“La Spagna a Bari”, per un turismo diverso

Per la prima volta l'Ufficio Spagnolo del Turismo promuove le sue regioni a Bari

Fino a domenica 14 aprile un po’ di Spagna si trasferisce a Bari. È appena partita, infatti, La Spagna a Bari, un fitto programma di iniziative curate dall’Ufficio Spagnolo del Turismo che punta a fidelizzare il già consistente rapporto tra la città di san Nicola (e più in generale la Puglia) e il paese iberico. Concerti, degustazioni di prodotti locali, conferenze, spettacoli, persino estrazioni di voli aerei, serate gastronomiche, proiezioni cinematografiche: il sacro e il profano, il serio e il faceto si sposano in questi giorni nei gazebo allestiti per l’occasione nella centralissima via Sparano. A presentarsi sono due regioni diverse eppure complementari come la passionale Andalusia e la severa Galizia, entrambe testimonial della tradizione iberica più pura, la prima dominata dall’influenza araba, la seconda scrigno della cultura celtica.

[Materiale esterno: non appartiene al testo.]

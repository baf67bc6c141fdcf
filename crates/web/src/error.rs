//! Error types for the Wordlens web shell.

use axum::http::StatusCode;
use axum::response::IntoResponse;
use thiserror::Error;
use wordlens_analysis::AnalysisError;

/// Main error type for web operations.
#[derive(Error, Debug)]
pub enum WebError {
    /// No session with the given id.
    #[error("Session not found: {0}")]
    SessionNotFound(String),

    /// The session is not in a state that allows the request.
    #[error("Invalid session state: {0}")]
    InvalidState(String),

    /// Core Wordlens error.
    #[error("Core error: {0}")]
    Core(#[from] wordlens_core::Error),

    /// Analysis pipeline error.
    #[error("Analysis error: {0}")]
    Analysis(#[from] AnalysisError),

    /// I/O error.
    #[error("I/O error: {0}")]
    Io(#[from] std::io::Error),
}

/// Result alias for web operations.
pub type WebResult<T> = Result<T, WebError>;

impl WebError {
    /// Convert to HTTP status code.
    pub fn status_code(&self) -> StatusCode {
        match self {
            WebError::SessionNotFound(_) => StatusCode::NOT_FOUND,
            WebError::InvalidState(_) => StatusCode::CONFLICT,
            WebError::Core(wordlens_core::Error::InvalidChartKind(_)) => StatusCode::BAD_REQUEST,
            WebError::Core(_) => StatusCode::INTERNAL_SERVER_ERROR,
            WebError::Analysis(AnalysisError::Fetch(_)) => StatusCode::BAD_GATEWAY,
            WebError::Analysis(_) => StatusCode::INTERNAL_SERVER_ERROR,
            WebError::Io(_) => StatusCode::INTERNAL_SERVER_ERROR,
        }
    }
}

impl From<WebError> for axum::response::Response {
    fn from(error: WebError) -> Self {
        let status = error.status_code();
        let body = serde_json::json!({
            "error": error.to_string(),
            "code": status.as_u16(),
        });
        (status, axum::Json(body)).into_response()
    }
}

impl IntoResponse for WebError {
    fn into_response(self) -> axum::response::Response {
        self.into()
    }
}
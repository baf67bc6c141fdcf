use serde::{Deserialize, Serialize};
use tracing::debug;
use wordlens_core::constants::{DEFAULT_MIN_FREQ, TOP_N};
use wordlens_core::{RankedWord, RankedWords, TokenFrequencyMap};

/// Keep entries with `count >= min_freq`, sort by count descending (ties by
/// token), and truncate to [`TOP_N`].
///
/// An empty result is a normal outcome when the threshold exceeds every count.
pub fn rank(freqs: &TokenFrequencyMap, min_freq: u64) -> RankedWords {
    let mut kept: Vec<RankedWord> = freqs
        .iter()
        .filter(|(_, count)| *count >= min_freq)
        .map(|(word, count)| RankedWord {
            word: word.to_string(),
            count,
        })
        .collect();

    kept.sort_by(|a, b| b.count.cmp(&a.count).then_with(|| a.word.cmp(&b.word)));
    kept.truncate(TOP_N);

    debug!(min_freq, ranked = kept.len(), "ranked words");
    RankedWords(kept)
}

/// Slider bounds for the frequency threshold of one map.
#[derive(Debug, Clone, Copy, PartialEq, Eq, Serialize, Deserialize)]
pub struct ThresholdBounds {
    /// Always 1.
    pub min: u64,
    /// Largest count in the map.
    pub max: u64,
    /// Initial threshold: [`DEFAULT_MIN_FREQ`] clamped into `min..=max`.
    pub initial: u64,
}

impl ThresholdBounds {
    /// Bounds for `freqs`, `None` when the map is empty.
    pub fn for_map(freqs: &TokenFrequencyMap) -> Option<Self> {
        let max = freqs.max_count()?;
        Some(Self {
            min: 1,
            max,
            initial: DEFAULT_MIN_FREQ.clamp(1, max),
        })
    }
}
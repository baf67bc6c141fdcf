//! Fetch, segmentation, ranking, and chart rendering for Wordlens.
//!
//! The stages are independent and run in order: [`fetch`] turns a URL into
//! visible text (via [`extract`]), [`nlp`] counts qualifying tokens,
//! [`rank`] picks the top words above a threshold, and [`chart`] turns the
//! ranking into embeddable ECharts markup. [`pipeline`] wires the first two
//! stages together for callers that hold per-session state.

#![deny(unsafe_code)]

/// Page fetching over HTTP.
pub mod fetch;

/// HTML to visible text extraction.
pub mod extract;

/// Word segmentation and frequency counting.
pub mod nlp;

/// Threshold filtering and top-N ranking.
pub mod rank;

/// Chart markup rendering.
pub mod chart;

/// Fetch-then-count orchestration.
pub mod pipeline;

/// Error types for analysis operations.
pub mod error;

pub use error::{AnalysisError, AnalysisResult, FetchError};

Se l’Andalusia è tra le mete preferita dai turisti italiani (al quarto posto dopo Catalogna, Baleari e Madrid) decisamente ancora in sordina è l‘appeal esercitato dalla Galizia: ecco che le proposte presentate in questi giorni ai baresi dalla regione a nord ovest della Spagna, bagnata da un pescosissimo oceano Atlantico, sono ben dieci: si va dal “Cammino di Santiago” che giunge fino al Santuario di Santiago di Compostela, meta di pellegrinaggio sin dal medioevo, ma oggi arricchito da “incursioni” nel turismo rurale, al fascinoso percorso di “Fari e spiagge selvagge” alla scoperta di luoghi davvero incontaminati.

La facciata barocca della cattedrale di Santiago di Compostela in Galizia (foto John Carter)

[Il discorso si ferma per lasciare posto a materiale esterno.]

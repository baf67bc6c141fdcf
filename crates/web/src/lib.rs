//! Web UI shell for Wordlens.
//!
//! Serves the single-page UI and the JSON endpoints it drives. Each browser
//! tab owns one [`session::Session`] that moves from idle to ready as a URL
//! is submitted; chart controls only re-rank and re-render the counts the
//! session already holds.

#![deny(unsafe_code)]

/// Embedded single-page frontend.
pub mod assets;

/// Per-user session state machine and store.
pub mod session;

/// JSON endpoints driven by the frontend.
pub mod api;

/// Router assembly.
pub mod router;

/// HTTP server with graceful shutdown.
pub mod server;

/// Error types for web operations.
pub mod error;

pub use error::{WebError, WebResult};
pub use router::{build_router, AppState};
pub use server::{start_server, WebServer};
//! Chart markup rendering.
//!
//! Every chart is an ECharts option object embedded next to a `<div>` and
//! initialised by an inline script. The page hosting the fragment must load
//! the ECharts runtime (and the word-cloud extension for [`ChartKind::WordCloud`]);
//! [`ChartMarkup::into_page`] produces a standalone document that does so.

use serde_json::{json, Value};
use wordlens_core::config::ChartConfig;
use wordlens_core::constants::{FREQUENCY_SERIES_NAME, WORD_SIZE_RANGE};
use wordlens_core::{ChartKind, RankedWords};

/// Rendered chart ready for embedding.
#[derive(Debug, Clone, PartialEq)]
pub struct ChartMarkup {
    /// Kind that produced this markup.
    pub kind: ChartKind,
    /// DOM id of the chart container.
    pub element_id: String,
    /// ECharts option object.
    pub option: Value,
    /// Container `<div>` plus initialisation script.
    pub fragment: String,
}

impl ChartMarkup {
    /// Wrap the fragment into a complete HTML document that loads the chart runtime.
    pub fn into_page(self, config: &ChartConfig) -> String {
        let mut scripts = format!(
            r#"<script src="{}"></script>"#,
            escape_html(&config.echarts_js)
        );
        if self.kind == ChartKind::WordCloud {
            scripts.push_str(&format!(
                r#"<script src="{}"></script>"#,
                escape_html(&config.echarts_wordcloud_js)
            ));
        }

        format!(
            "<!DOCTYPE html>\n<html>\n<head>\n<meta charset=\"utf-8\">\n<title>{title}</title>\n{scripts}\n</head>\n<body style=\"margin:0\">\n{fragment}\n</body>\n</html>\n",
            title = self.kind.label(),
            scripts = scripts,
            fragment = self.fragment,
        )
    }
}

/// Renders ranked words as chart markup.
#[derive(Debug, Clone, Default)]
pub struct ChartRenderer {
    config: ChartConfig,
}

impl ChartRenderer {
    pub fn new(config: ChartConfig) -> Self {
        Self { config }
    }

    pub fn config(&self) -> &ChartConfig {
        &self.config
    }

    /// Render `words` as a chart of the given kind.
    pub fn render(&self, kind: ChartKind, words: &RankedWords) -> ChartMarkup {
        let option = chart_option(kind, words);
        let element_id = format!("wordlens-chart-{:016x}", fastrand::u64(..));
        let fragment = format!(
            r#"<div id="{id}" class="wordlens-chart" style="width:100%;height:{height}px;"></div>
<script>
(function () {{
  var chart = echarts.init(document.getElementById("{id}"));
  chart.setOption({option});
  window.addEventListener("resize", function () {{ chart.resize(); }});
}})();
</script>"#,
            id = element_id,
            height = self.config.height_px,
            option = script_safe_json(&option),
        );

        ChartMarkup {
            kind,
            element_id,
            option,
            fragment,
        }
    }

    /// Render straight to a standalone HTML document.
    pub fn render_page(&self, kind: ChartKind, words: &RankedWords) -> String {
        self.render(kind, words).into_page(&self.config)
    }
}

/// Build the ECharts option object for `kind`.
pub fn chart_option(kind: ChartKind, words: &RankedWords) -> Value {
    let title = json!({ "text": kind.label() });
    match kind {
        ChartKind::WordCloud => json!({
            "title": title,
            "tooltip": { "show": true },
            "series": [{
                "type": "wordCloud",
                "shape": "circle",
                "sizeRange": [WORD_SIZE_RANGE.0, WORD_SIZE_RANGE.1],
                "rotationRange": [-90, 90],
                "gridSize": 8,
                "data": name_value_pairs(words),
            }],
        }),
        ChartKind::Bar | ChartKind::Line => {
            let series_type = if kind == ChartKind::Bar { "bar" } else { "line" };
            json!({
                "title": title,
                "tooltip": { "trigger": "axis" },
                "legend": { "data": [FREQUENCY_SERIES_NAME] },
                "xAxis": { "type": "category", "data": words.words() },
                "yAxis": { "type": "value" },
                "series": [{
                    "name": FREQUENCY_SERIES_NAME,
                    "type": series_type,
                    "data": words.counts(),
                }],
            })
        }
        ChartKind::Pie => json!({
            "title": title,
            "tooltip": { "trigger": "item" },
            "legend": { "type": "scroll", "orient": "vertical", "right": 10, "top": 40 },
            "series": [{
                "type": "pie",
                "radius": "60%",
                "data": name_value_pairs(words),
            }],
        }),
        // Tokens are not numeric, so x is the rank position.
        ChartKind::Scatter => {
            let points: Vec<[u64; 2]> = words
                .iter()
                .enumerate()
                .map(|(i, w)| [i as u64, w.count])
                .collect();
            json!({
                "title": title,
                "tooltip": { "trigger": "item" },
                "legend": { "data": [FREQUENCY_SERIES_NAME] },
                "xAxis": { "type": "value" },
                "yAxis": { "type": "value" },
                "series": [{
                    "name": FREQUENCY_SERIES_NAME,
                    "type": "scatter",
                    "data": points,
                }],
            })
        }
    }
}

fn name_value_pairs(words: &RankedWords) -> Vec<Value> {
    words
        .iter()
        .map(|w| json!({ "name": w.word, "value": w.count }))
        .collect()
}

/// Serialize for an inline `<script>`: a literal `</` would close the element.
fn script_safe_json(value: &Value) -> String {
    value.to_string().replace("</", "<\\/")
}

fn escape_html(s: &str) -> String {
    let mut out = String::with_capacity(s.len());
    for c in s.chars() {
        match c {
            '&' => out.push_str("&amp;"),
            '<' => out.push_str("&lt;"),
            '>' => out.push_str("&gt;"),
            '"' => out.push_str("&quot;"),
            '\'' => out.push_str("&#39;"),
            _ => out.push(c),
        }
    }
    out
}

Turismo en plein air è poi quello dell’ “Itinerario della Camelia” (la Galizia è leader nella produzione di questo fiore insieme al Giappone) e quello “dei Boschi”, che promuove i parchi naturali e altri ambienti protetti. Per gli amanti del turismo enogastronomico ecco il percorso “Passeggiando tra i vigneti“, mentre per chi vuole coniugare natura e cultura sono pronti i “Luoghi unici“, tra cui i beni culturali dichiarati patrimonio dell’Umanità dall’Unesco (come la muraglia di Lugo e la Torre di Hércules a A Coruña) o il mitico capo di Finisterre, ultimo punto di mondo conosciuto fino al Rinascimento.

È la prima volta che l’Ufficio turistico spagnolo fa tappa a Bari per presentare i suoi gioielli, e questo a causa del crescente numero di turisti pugliesi sedotti dal Paese iberico – quasi 61mila partenze dall’aeroporto di Bari Palese, oltre 12mila da quello di Brindisi – ; e per quest’estate le partenze stimate dalla nostra regione si attestano a 14mila. A giocare a favore di un legame sempre più stretto tra Spagna e Puglia c’è la ripresa dei voli da Bari verso le destinazioni più gradite, Madrid in testa (la capitale spagnola ha avuto un forte aumento di visitatori nel 2012). Attualmente dal “Karol Wojtyla” i collegamenti sono con Siviglia, Valencia e Barcellona. E un nuovo collegamento con Barcellona è quello inaugurato dalla compagnia Vueling in questi giorni: imbarco il lunedì e venerdì per portare a destinazione 20mila presenze. Senza contare che da Barcellona sarà possibile raggiungere 43 destinazioni internazionali.